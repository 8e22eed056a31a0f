//! Visitor routes
//!
//! Visitor check-in with a daily badge number, and check-out.

use axum::{
    extract::{Path, Query, State},
    response::IntoResponse,
};
use chrono::Utc;
use sqlx::PgPool;
use std::sync::Arc;
use uuid::Uuid;

use crate::api::{ensure_range, Created, DataResponse, Paginated, PaginationParams, ValidateJson};
use crate::app::AppState;
use crate::auth::RequireAuth;
use crate::domain::gate::normalize_plate;
use crate::domain::visitors::{CheckInVisitorRequest, VisitorQuery, VisitorResponse};
use crate::error::ApiError;
use crate::routes::dashboard;
use crate::services::numbering::{next_daily_code, Sequence};

const VISITOR_SELECT: &str = r#"
    SELECT v.id, v.badge_number, v.full_name, v.company, v.phone, v.id_number,
           v.host_employee_id, e.full_name AS host_name, v.purpose, v.vehicle_plate,
           v.checked_in_at, v.checked_out_at
    FROM visitors v
    LEFT JOIN employees e ON e.id = v.host_employee_id
"#;

async fn fetch_visitor(db: &PgPool, tenant_id: Uuid, id: Uuid) -> Result<VisitorResponse, ApiError> {
    sqlx::query_as::<_, VisitorResponse>(&format!(
        "{VISITOR_SELECT} WHERE v.id = $1 AND v.tenant_id = $2"
    ))
    .bind(id)
    .bind(tenant_id)
    .fetch_optional(db)
    .await?
    .ok_or_else(|| ApiError::not_found("Visitor not found"))
}

/// POST /api/visitors
pub async fn check_in_visitor(
    State(state): State<Arc<AppState>>,
    auth: RequireAuth,
    ValidateJson(req): ValidateJson<CheckInVisitorRequest>,
) -> Result<impl IntoResponse, ApiError> {
    let now = Utc::now();

    let mut tx = state.db.begin().await?;

    if let Some(host_id) = req.host_employee_id {
        let host_exists: bool = sqlx::query_scalar(
            "SELECT EXISTS(SELECT 1 FROM employees WHERE id = $1 AND tenant_id = $2)",
        )
        .bind(host_id)
        .bind(auth.tenant_id)
        .fetch_one(&mut *tx)
        .await?;

        if !host_exists {
            return Err(ApiError::bad_request("Unknown host employee"));
        }
    }

    let badge_number =
        next_daily_code(&mut *tx, auth.tenant_id, Sequence::VisitorBadge, now.date_naive()).await?;

    let id: Uuid = sqlx::query_scalar(
        r#"
        INSERT INTO visitors
            (tenant_id, badge_number, full_name, company, phone, id_number,
             host_employee_id, purpose, vehicle_plate, checked_in_at)
        VALUES ($1, $2, $3, $4, $5, $6, $7, $8, $9, $10)
        RETURNING id
        "#,
    )
    .bind(auth.tenant_id)
    .bind(&badge_number)
    .bind(req.full_name.trim())
    .bind(&req.company)
    .bind(&req.phone)
    .bind(&req.id_number)
    .bind(req.host_employee_id)
    .bind(&req.purpose)
    .bind(req.vehicle_plate.as_deref().map(normalize_plate))
    .bind(now)
    .fetch_one(&mut *tx)
    .await?;

    tx.commit().await?;

    tracing::info!(tenant_id = %auth.tenant_id, visitor_id = %id, badge_number = %badge_number, "Visitor checked in");

    dashboard::invalidate(&state, auth.tenant_id).await;

    Ok(Created(fetch_visitor(&state.db, auth.tenant_id, id).await?))
}

/// POST /api/visitors/:id/check-out
pub async fn check_out_visitor(
    State(state): State<Arc<AppState>>,
    Path(id): Path<Uuid>,
    auth: RequireAuth,
) -> Result<impl IntoResponse, ApiError> {
    let result = sqlx::query(
        r#"
        UPDATE visitors SET checked_out_at = NOW()
        WHERE id = $1 AND tenant_id = $2 AND checked_out_at IS NULL
        "#,
    )
    .bind(id)
    .bind(auth.tenant_id)
    .execute(&state.db)
    .await?;

    if result.rows_affected() == 0 {
        fetch_visitor(&state.db, auth.tenant_id, id).await?;
        return Err(ApiError::conflict("Visitor has already checked out"));
    }

    tracing::info!(tenant_id = %auth.tenant_id, visitor_id = %id, "Visitor checked out");

    dashboard::invalidate(&state, auth.tenant_id).await;

    Ok(DataResponse::new(fetch_visitor(&state.db, auth.tenant_id, id).await?))
}

/// GET /api/visitors
pub async fn list_visitors(
    State(state): State<Arc<AppState>>,
    Query(query): Query<VisitorQuery>,
    auth: RequireAuth,
) -> Result<impl IntoResponse, ApiError> {
    ensure_range(query.from.as_ref(), query.to.as_ref())?;
    let pagination = PaginationParams::new(query.page, query.per_page);
    let search = query.search.as_deref().map(|s| format!("%{}%", s.trim()));

    let total: i64 = sqlx::query_scalar(
        r#"
        SELECT COUNT(*) FROM visitors v
        WHERE v.tenant_id = $1
          AND ($2::boolean IS NULL OR (v.checked_out_at IS NULL) = $2)
          AND ($3::text IS NULL OR v.full_name ILIKE $3 OR v.company ILIKE $3 OR v.badge_number ILIKE $3)
          AND ($4::timestamptz IS NULL OR v.checked_in_at >= $4)
          AND ($5::timestamptz IS NULL OR v.checked_in_at <= $5)
        "#,
    )
    .bind(auth.tenant_id)
    .bind(query.on_site)
    .bind(&search)
    .bind(query.from)
    .bind(query.to)
    .fetch_one(&state.db)
    .await?;

    let visitors = sqlx::query_as::<_, VisitorResponse>(&format!(
        r#"
        {VISITOR_SELECT}
        WHERE v.tenant_id = $1
          AND ($2::boolean IS NULL OR (v.checked_out_at IS NULL) = $2)
          AND ($3::text IS NULL OR v.full_name ILIKE $3 OR v.company ILIKE $3 OR v.badge_number ILIKE $3)
          AND ($4::timestamptz IS NULL OR v.checked_in_at >= $4)
          AND ($5::timestamptz IS NULL OR v.checked_in_at <= $5)
        ORDER BY v.checked_in_at DESC
        LIMIT $6 OFFSET $7
        "#
    ))
    .bind(auth.tenant_id)
    .bind(query.on_site)
    .bind(&search)
    .bind(query.from)
    .bind(query.to)
    .bind(pagination.limit())
    .bind(pagination.offset())
    .fetch_all(&state.db)
    .await?;

    Ok(Paginated::new(visitors, &pagination, total))
}

/// GET /api/visitors/:id
pub async fn get_visitor(
    State(state): State<Arc<AppState>>,
    Path(id): Path<Uuid>,
    auth: RequireAuth,
) -> Result<impl IntoResponse, ApiError> {
    Ok(DataResponse::new(fetch_visitor(&state.db, auth.tenant_id, id).await?))
}
use axum::{extract::State, http::StatusCode, Json};
use serde::Serialize;
use std::sync::Arc;

use crate::app::AppState;
use crate::db;

#[derive(Debug, Serialize)]
pub struct HealthResponse {
    pub status: &'static str,
    pub version: &'static str,
    pub services: ServiceHealth,
}

#[derive(Debug, Serialize)]
pub struct ServiceHealth {
    pub database: &'static str,
    pub redis: &'static str,
}

/// Overall status and HTTP code from the individual checks.
///
/// The database is critical; Redis only degrades the service.
fn overall(db_ok: bool, redis_ok: bool) -> (&'static str, StatusCode) {
    match (db_ok, redis_ok) {
        (true, true) => ("healthy", StatusCode::OK),
        (true, false) => ("degraded", StatusCode::OK),
        (false, _) => ("unhealthy", StatusCode::SERVICE_UNAVAILABLE),
    }
}

fn label(ok: bool) -> &'static str {
    if ok {
        "ok"
    } else {
        "error"
    }
}

/// GET /health (public)
pub async fn health_check(
    State(state): State<Arc<AppState>>,
) -> (StatusCode, Json<HealthResponse>) {
    let (db_ok, redis_result) = tokio::join!(db::health_check(&state.db), state.cache.health_check());
    let redis_ok = redis_result.is_ok();

    let (status, code) = overall(db_ok, redis_ok);
    if code != StatusCode::OK {
        tracing::error!("Health check failed: database unreachable");
    }

    (
        code,
        Json(HealthResponse {
            status,
            version: env!("CARGO_PKG_VERSION"),
            services: ServiceHealth {
                database: label(db_ok),
                redis: label(redis_ok),
            },
        }),
    )
}

#[cfg(test)]
mod tests {
    use super::*;

    #[test]
    fn database_outage_is_unavailable() {
        assert_eq!(overall(false, true), ("unhealthy", StatusCode::SERVICE_UNAVAILABLE));
        assert_eq!(overall(false, false).1, StatusCode::SERVICE_UNAVAILABLE);
    }

    #[test]
    fn redis_outage_only_degrades() {
        assert_eq!(overall(true, false), ("degraded", StatusCode::OK));
        assert_eq!(overall(true, true), ("healthy", StatusCode::OK));
    }
}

TASK: How many lines of the entries above include the word "purpose"? Answer with the number only.

FINISHED EXERCISE: 3